Metabolic reprogramming can contribute to colorectal cancer (CRC) progression and therapy resistance. Identification of key regulators of CRC metabolism could provide new approaches to improve treatment and reduce recurrence. Here, we demonstrate a critical role for the COP9 signalosome subunit CSN6 in rewiring nucleotide metabolism in CRC. Transcriptomic analysis of CRC patient samples revealed a correlation between CSN6 expression and purine and pyrimidine metabolism. A colitis-associated colorectal cancer model established that Csn6 intestinal conditional deletion decreased tumor development and altered nucleotide metabolism. CSN6 knockdown increased the chemosensitivity of CRC cells in vitro and in vivo, which could be partially reversed with nucleoside supplementation. Isotope metabolite tracing showed that CSN6 loss reduced de novo nucleotide synthesis. Mechanistically, CSN6 upregulated purine and pyrimidine biosynthesis by increasing expression of PHGDH, a key enzyme in the serine synthesis pathway.
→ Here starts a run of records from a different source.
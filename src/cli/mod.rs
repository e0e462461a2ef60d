//! CLI interface and argument parsing
//!
//! This module provides the command-line interface for Garuda using clap.

pub mod commands;

use clap::{Parser, Subcommand};

/// Garuda - SIMRS to SatuSehat publishing worker
#[derive(Parser, Debug)]
#[command(name = "garuda")]
#[command(version, about, long_about = None)]
#[command(author = "Garuda Contributors")]
pub struct Cli {
    /// Path to configuration file
    #[arg(short, long, default_value = "garuda.toml", env = "GARUDA_CONFIG")]
    pub config: String,

    /// Log level (trace, debug, info, warn, error)
    #[arg(short, long, env = "GARUDA_LOG_LEVEL")]
    pub log_level: Option<String>,

    /// Subcommand to execute
    #[command(subcommand)]
    pub command: Commands,
}

/// Available commands
#[derive(Subcommand, Debug)]
pub enum Commands {
    /// Start the worker and run the periodic jobs until interrupted
    Start(commands::start::StartArgs),

    /// Validate configuration file
    ValidateConfig(commands::validate::ValidateArgs),

    /// Show per-status visit record counts
    Status(commands::status::StatusArgs),

    /// Write an example configuration file
    Init(commands::init::InitArgs),
}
CSN6 inhibited β-Trcp-mediated DDX5 polyubiquitination and degradation, which in turn promoted DDX5-mediated PHGDH mRNA stabilization, leading to metabolic reprogramming and CRC progression. Butyrate treatment decreased CSN6 expression and improved chemotherapy efficacy. These findings unravel the oncogenic role of CSN6 in regulating nucleotide metabolism and chemosensitivity in CRC.